Maux de tête, douleurs au ventre, paralysie chronique… Parfois, les douleurs n'ont pas d'explication médicale mais ce n'est pas pour autant qu'elles n'existent pas. Au fil du temps, la liste des symptômes s'allonge et certaines personnes sont persuadées d'avoir un cancer ou une maladie rare. Elles passent de médecins en médecins, d'hôpitaux en hôpitaux, font d'innombrables prises de sang pour trouver l'origine de leurs maux mais en vain. Les docteurs sont unanimes : « Tout va bien ». Un verdict qui, plutôt que de satisfaire les patients, les inquiète. « Mais, bon sang, d'où viennent ces douleurs alors ? » Un jour, le diagnostic tombe : troubles somatoformes. Leur souffrance est bien réelle mais n'a aucune explication médicale, elle est d'origine psychologique.
Une maladie méconnue
« C'est dans la tête ». Cette phrase fait l'effet d'un coup de poignard pour de nombreux patients. « J'ai vraiment mal ! », se sentent-ils contraints d'insister.

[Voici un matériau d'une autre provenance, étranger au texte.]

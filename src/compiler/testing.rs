//! Scripted compiler for unit tests

use futures_util::future::BoxFuture;
use parking_lot::Mutex;
use std::sync::atomic::{AtomicUsize, Ordering};

use super::file::TransformFile;
use super::{
    helpers, CompileError, CompileOutput, CompileResult, Compiler, CompilerOptions, HelpersOutput,
    PartialConfig, PluginItem,
};

/// Compiler whose probe output is fixed up front
pub(crate) struct ScriptedCompiler {
    /// Output of a probe compile without the forced class transform
    pub probe_output: String,
    /// Output of a probe compile with the forced class transform
    pub fallback_output: String,
    /// Helpers every real compile asks for
    pub helper_requests: Vec<String>,
    pub excluded: bool,
    pub fail_with: Option<String>,
    pub sync_calls: AtomicUsize,
    pub async_calls: AtomicUsize,
    pub last_plugins: Mutex<Vec<String>>,
}

impl ScriptedCompiler {
    pub fn new(probe_output: &str) -> Self {
        Self {
            probe_output: probe_output.to_string(),
            fallback_output: probe_output.to_string(),
            helper_requests: Vec::new(),
            excluded: false,
            fail_with: None,
            sync_calls: AtomicUsize::new(0),
            async_calls: AtomicUsize::new(0),
            last_plugins: Mutex::new(Vec::new()),
        }
    }

    pub fn inline() -> Self {
        Self::new("function _inherits(a, b) {}\nvar Foo = _inherits;\nexport default Foo;")
    }

    pub fn probe_count(&self) -> usize {
        self.sync_calls.load(Ordering::SeqCst)
    }

    fn instances(options: &CompilerOptions) -> Vec<std::sync::Arc<dyn super::CompilerPlugin>> {
        options
            .plugins
            .iter()
            .filter_map(|p| match p {
                PluginItem::Instance(plugin) => Some(plugin.clone()),
                PluginItem::Named(_) => None,
            })
            .collect()
    }
}

impl Compiler for ScriptedCompiler {
    fn load_partial_config(&self, options: &CompilerOptions) -> CompileResult<Option<PartialConfig>> {
        if self.excluded {
            return Ok(None);
        }
        Ok(Some(PartialConfig {
            options: options.clone(),
            config_file: None,
        }))
    }

    fn transform_sync(&self, _code: &str, options: &CompilerOptions) -> CompileResult<CompileOutput> {
        self.sync_calls.fetch_add(1, Ordering::SeqCst);
        let forced = options
            .plugins
            .iter()
            .any(|p| p.name() == crate::preflight::FALLBACK_CLASS_TRANSFORM);
        Ok(CompileOutput {
            code: if forced {
                self.fallback_output.clone()
            } else {
                self.probe_output.clone()
            },
            map: None,
        })
    }

    fn transform<'a>(
        &'a self,
        code: &'a str,
        options: &'a CompilerOptions,
    ) -> BoxFuture<'a, CompileResult<CompileOutput>> {
        Box::pin(async move {
            self.async_calls.fetch_add(1, Ordering::SeqCst);
            *self.last_plugins.lock() = options.plugins.iter().map(|p| p.name().to_string()).collect();
            if let Some(message) = &self.fail_with {
                return Err(CompileError::Transform(message.clone()));
            }

            let mut file = TransformFile::new(options.filename.clone(), options.caller.clone());
            file.set_code(code);
            for plugin in Self::instances(options) {
                plugin.pre(&mut file);
            }
            let mut body = code.to_string();
            for name in &self.helper_requests {
                let reference = file.add_helper(name)?;
                body.push_str(&format!("\n{}();", reference));
            }

            let mut out = String::new();
            for import in file.imports() {
                out.push_str(&import.render(file.module_format()));
                out.push('\n');
            }
            for helper in file.inline_helpers() {
                out.push_str(helper);
                out.push('\n');
            }
            out.push_str(&body);
            Ok(CompileOutput { code: out, map: None })
        })
    }

    fn build_external_helpers(&self, whitelist: Option<&[String]>, output: HelpersOutput) -> String {
        helpers::build(whitelist, output)
    }
}
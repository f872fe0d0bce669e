//! Import and export records of one compiled module

use oxc_allocator::Allocator;
use oxc_ast::ast::{ExportDefaultDeclarationKind, ImportDeclarationSpecifier, Statement};
use oxc_parser::Parser;
use oxc_span::{GetSpan, SourceType};

use super::{BundleError, BundleResult};
use crate::transpiler::sites::{declared_names, Edit};

/// One binding created by an import declaration
#[derive(Debug, Clone, PartialEq, Eq)]
pub enum ImportBinding {
    Named { imported: String, local: String },
    Default { local: String },
    Namespace { local: String },
}

impl ImportBinding {
    pub fn local(&self) -> &str {
        match self {
            ImportBinding::Named { local, .. }
            | ImportBinding::Default { local }
            | ImportBinding::Namespace { local } => local,
        }
    }
}

/// An import declaration and where it sits in the code
#[derive(Debug, Clone)]
pub struct ImportRecord {
    pub start: u32,
    pub end: u32,
    pub source: String,
    pub bindings: Vec<ImportBinding>,
    /// Original statement, kept verbatim for external imports
    pub text: String,
}

/// Everything the linker needs from a module, detached from its AST
#[derive(Debug, Default)]
pub struct ModuleSyntax {
    pub imports: Vec<ImportRecord>,
    /// Exported name and the top-level binding holding it
    pub exports: Vec<(String, String)>,
    /// Edits removing export syntax
    pub edits: Vec<Edit>,
    /// Top-level bindings the module declares
    pub declared: Vec<String>,
}

/// Read imports and exports of `code`
///
/// An anonymous default export is bound to `default_local`.
pub fn analyze(id: &str, code: &str, default_local: &str) -> BundleResult<ModuleSyntax> {
    let allocator = Allocator::default();
    let ret = Parser::new(&allocator, code, SourceType::mjs()).parse();
    if !ret.errors.is_empty() {
        let message = ret
            .errors
            .iter()
            .map(|e| e.to_string())
            .collect::<Vec<_>>()
            .join("\n");
        return Err(BundleError::Parse {
            module: id.to_string(),
            message,
        });
    }

    let unsupported = |what: &str| BundleError::UnsupportedSyntax {
        module: id.to_string(),
        what: what.to_string(),
    };

    let mut syntax = ModuleSyntax::default();
    for statement in &ret.program.body {
        match statement {
            Statement::ImportDeclaration(decl) => {
                let bindings = decl
                    .specifiers
                    .iter()
                    .flatten()
                    .map(|specifier| match specifier {
                        ImportDeclarationSpecifier::ImportSpecifier(s) => ImportBinding::Named {
                            imported: s.imported.name().to_string(),
                            local: s.local.name.to_string(),
                        },
                        ImportDeclarationSpecifier::ImportDefaultSpecifier(s) => {
                            ImportBinding::Default {
                                local: s.local.name.to_string(),
                            }
                        }
                        ImportDeclarationSpecifier::ImportNamespaceSpecifier(s) => {
                            ImportBinding::Namespace {
                                local: s.local.name.to_string(),
                            }
                        }
                    })
                    .collect();
                syntax.imports.push(ImportRecord {
                    start: decl.span.start,
                    end: decl.span.end,
                    source: decl.source.value.to_string(),
                    bindings,
                    text: code[decl.span.start as usize..decl.span.end as usize].to_string(),
                });
            }
            Statement::ExportDefaultDeclaration(decl) => {
                let named = match &decl.declaration {
                    ExportDefaultDeclarationKind::FunctionDeclaration(f) => {
                        f.id.as_ref().map(|id| id.name.to_string())
                    }
                    ExportDefaultDeclarationKind::ClassDeclaration(c) => {
                        c.id.as_ref().map(|id| id.name.to_string())
                    }
                    _ => None,
                };
                let value_start = decl.declaration.span().start;
                match named {
                    Some(name) => {
                        syntax.edits.push(Edit::new(decl.span.start, value_start, ""));
                        syntax.declared.push(name.clone());
                        syntax.exports.push(("default".to_string(), name));
                    }
                    None => {
                        syntax.edits.push(Edit::new(
                            decl.span.start,
                            value_start,
                            format!("var {} = ", default_local),
                        ));
                        if !code[..decl.span.end as usize].trim_end().ends_with(';') {
                            syntax.edits.push(Edit::new(decl.span.end, decl.span.end, ";"));
                        }
                        syntax.declared.push(default_local.to_string());
                        syntax.exports.push(("default".to_string(), default_local.to_string()));
                    }
                }
            }
            Statement::ExportNamedDeclaration(decl) => {
                if decl.source.is_some() {
                    return Err(unsupported("re-exports from another module"));
                }
                match &decl.declaration {
                    Some(declaration) => {
                        let names = declared_names(declaration)
                            .ok_or_else(|| unsupported("exported destructuring patterns"))?;
                        syntax
                            .edits
                            .push(Edit::new(decl.span.start, declaration.span().start, ""));
                        for name in names {
                            syntax.declared.push(name.clone());
                            syntax.exports.push((name.clone(), name));
                        }
                    }
                    None => {
                        syntax.edits.push(Edit::new(decl.span.start, decl.span.end, ""));
                        for specifier in &decl.specifiers {
                            syntax.exports.push((
                                specifier.exported.name().to_string(),
                                specifier.local.name().to_string(),
                            ));
                        }
                    }
                }
            }
            Statement::ExportAllDeclaration(_) => return Err(unsupported("export * declarations")),
            other => {
                if let Some(names) = other.as_declaration().and_then(declared_names) {
                    syntax.declared.extend(names);
                }
            }
        }
    }
    Ok(syntax)
}

#[cfg(test)]
mod tests {
    use super::*;
    use crate::transpiler::sites::apply_edits;

    #[test]
    fn test_imports_and_exports() {
        let code = "import { a as b } from \"./a\";\nimport * as ns from \"pkg\";\nconst c = b;\nexport { c as d };\nexport function e() {}";
        let syntax = analyze("m.js", code, "_default").unwrap();

        assert_eq!(syntax.imports.len(), 2);
        assert_eq!(
            syntax.imports[0].bindings,
            vec![ImportBinding::Named {
                imported: "a".to_string(),
                local: "b".to_string()
            }]
        );
        assert_eq!(syntax.imports[1].text, "import * as ns from \"pkg\";");
        assert_eq!(
            syntax.exports,
            vec![
                ("d".to_string(), "c".to_string()),
                ("e".to_string(), "e".to_string())
            ]
        );
        assert!(syntax.declared.contains(&"c".to_string()));
        assert!(syntax.declared.contains(&"e".to_string()));

        let stripped = apply_edits(code, syntax.edits);
        assert!(!stripped.contains("export"));
        assert!(stripped.contains("function e() {}"));
    }

    #[test]
    fn test_anonymous_default_export_gets_binding() {
        let code = "export default 40 + 2;";
        let syntax = analyze("m.js", code, "_default3").unwrap();
        assert_eq!(syntax.exports, vec![("default".to_string(), "_default3".to_string())]);
        assert_eq!(apply_edits(code, syntax.edits), "var _default3 = 40 + 2;");
    }

    #[test]
    fn test_named_default_export_keeps_declaration() {
        let code = "export default class Foo {}";
        let syntax = analyze("m.js", code, "_default").unwrap();
        assert_eq!(syntax.exports, vec![("default".to_string(), "Foo".to_string())]);
        assert_eq!(apply_edits(code, syntax.edits), "class Foo {}");
    }

    #[test]
    fn test_reexports_are_rejected() {
        assert!(matches!(
            analyze("m.js", "export * from \"./x\";", "_default"),
            Err(BundleError::UnsupportedSyntax { .. })
        ));
    }
}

Mais cette douleur est souvent assimilée à un besoin d'attention, un manque de confiance en soi. Les personnes présentant des troubles somatoformes sont nombreuses à avoir un jour entendu cette phrase cash de la part de médecins surchargés ou simplement démunis. La méconnaissance de cette pathologie entraîne une mauvaise, voire une absence totale de prise en charge. Certains professionnels de santé renvoient simplement les patients chez eux lorsque l'analyse de sang est « correcte ». Cette attitude renforce la sensation d'incompréhension chez les jeunes, particulièrement touchés par cette pathologie, qui vont frapper à d'autres portes... Pendant ce temps, les symptômes évoluent. Les patients continuent leur investigation, font toujours plus d'examens et, finalement, le diagnostic de troubles somatoformes enfin posé est loin d'être celui attendu.
Un verdict au goût amer
« Encore un médecin qui prend mes symptômes à la légère ? » Cette réaction, légitime à l'annonce du verdict, finit par laisser place à l'acceptation, une fois le choc passé.
Les troubles somatoformes est une maladie mentale caractérisée par des symptômes physiques dont on ne connaît pas l'origine et qui persistent malgré les bilans positifs des médecins. Selon le DSM-5, le manuel diagnostique et statistique des troubles mentaux, il en existe plusieurs : la somatisation, le trouble de conversion, le trouble douloureux, l'hypocondrie et la dysmorphobie corporelle (préoccupation exagérée d'un défaut imaginaire ou très léger). Aucun d'entre eux n'est produit intentionnellement. Les résultats des tests médicaux n'indiquent rien d'anormal et n'expliquent pas les douleurs ; les patients s'inquiètent pour leur santé car « aucun médecin ne semble capable de les soigner ». Ils peuvent alors être en proie à un stress intense et développent parfois des troubles psychiques comme la dépression.
Des troubles sévères
En général, les patients sont diagnostiqués avant l'âge de 25 ans. Les jeunes filles sont particulièrement touchées (70 %). Les symptômes varient selon le sexe : les garçons ressentent souvent une fatigue intense et les filles des maux de tête. Dans ce cas, il n'est pas question d'un léger stress avant un examen ou d'une douleur au ventre à l'idée de parler en public… Les adolescents désertent parfois les bancs de l'école pendant plusieurs mois et peuvent avoir des dysfonctionnements au niveau des organes, de la marche et du sommeil. Certains sentent même leurs membres se paralyser. Ces douleurs chroniques peuvent, à terme, entraîner des ruptures sociales. Des proches qui banalisent leur souffrance, des enseignants qui s'impatientent face aux absences à répétition, des amis qui les trouvent « bizarres »… Ce sentiment de rejet ne fait qu'accentuer leurs symptômes et poussent certains à se refermer sur eux-mêmes. Or l'isolement n'est pas la solution, bien au contraire.
L'approche des « trois P »
Les pédiatres encouragent la pratique d'activités physiques pour adopter une hygiène de vie saine et maintenir le lien social. Une alimentation équilibrée avec trois repas par jour et l'absence de drogue et d'alcool sont également recommandées. En parallèle, les spécialistes demandent aux parents de réduire leurs attentes envers leur enfant et « de ne pas exiger davantage que ce qu'il est en mesure d'accomplir ». Une source de stress trop intense ne fera qu'amplifier leur mal-être. Des médicaments peuvent être prescrits pour soulager les douleurs mais, seuls, ils ne représentent pas une solution adéquate sur le long terme. Les psychologues préconisent l'approche des « trois P », particulièrement utilisée au Québec : psychothérapie, physiothérapie et pharmacologie, qui permet au patient d'être pris en charge intégralement, de la tête aux pieds.